Ein positives Schnelltestergebnis wird aber – egal ob falsch-positiv oder nicht – nicht dem RKI gemeldet. Wenn eine Person ein positives Schnelltestergebnis erhält, wird dieses zwar dem zuständigen Gesundheitsamt mitgeteilt, und der Betroffene hat sich in Quarantäne zu begeben. Jedoch muss das Antigen-Schnelltestergebnis durch einen anschließenden PCR-Test bestätigt werden. Ein falsch-positiver Antigentest ist beim anschließenden PCR-Test, nach den aktuell vorliegenden Daten des RKI, mit sehr hoher Wahrscheinlichkeit negativ.
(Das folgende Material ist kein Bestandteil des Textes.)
use crate::layout::global_context::{AppGlobalContext, Tab as TabData};
use leptos::ev;
use leptos::prelude::*;

#[component]
fn TabHandle(tab: TabData) -> impl IntoView {
    let tabs_store = leptos::context::use_context::<AppGlobalContext>()
        .expect("AppGlobalContext context not found");

    let key = StoredValue::new(tab.key.clone());
    let is_active = Memo::new(move |_| {
        tabs_store.active.get().as_deref() == Some(key.get_value().as_str())
    });

    let on_close = move |ev: ev::MouseEvent| {
        ev.stop_propagation();
        tabs_store.close_tab(&key.get_value());
    };

    view! {
        <div
            class="tab"
            class:active=is_active
            on:click=move |_| tabs_store.activate_tab(&key.get_value())
        >
            <span>{tab.title}</span>
            <button class="tab-close" on:click=on_close>"×"</button>
        </div>
    }
}

/// Row of opened tabs
#[component]
pub fn TabStrip() -> impl IntoView {
    let tabs_store = leptos::context::use_context::<AppGlobalContext>()
        .expect("AppGlobalContext context not found");

    view! {
        <div class="tabs__strip">
            <For
                each=move || tabs_store.opened.get()
                key=|tab| (tab.key.clone(), tab.title.clone())
                children=move |tab: TabData| view! { <TabHandle tab=tab /> }
            />
        </div>
    }
}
Nur wenn dieser ebenfalls positiv ist, meldet das Gesundheitsamt die betreffende Person dem Robert Koch-Institut als „Neuinfektion“. Erst dann hat der positive Test Einfluss auf die Inzidenz.

Was bedeuten Prävalenz und Inzidenz?

Unter der Prävalenz versteht man die gesamte Anzahl von Krankheitsfällen in einem betrachteten Teil der Bevölkerung zu einem bestimmten Zeitpunkt oder während eines bestimmten Zeitraums. Die Prävalenz einer bestimmten Erkrankung wird meist als Prozentsatz angegeben (Anteil der erkrankten Personen an der Gesamtbevölkerung).

Die Prävalenz gibt also Aufschluss über bestehende Fälle, die Inzidenz hingegen informiert über neu auftretende Fälle. In einer Bevölkerungsgruppe von 10.000 Personen sind 500 Personen von einer bestimmten Erkrankung „neu“ betroffen.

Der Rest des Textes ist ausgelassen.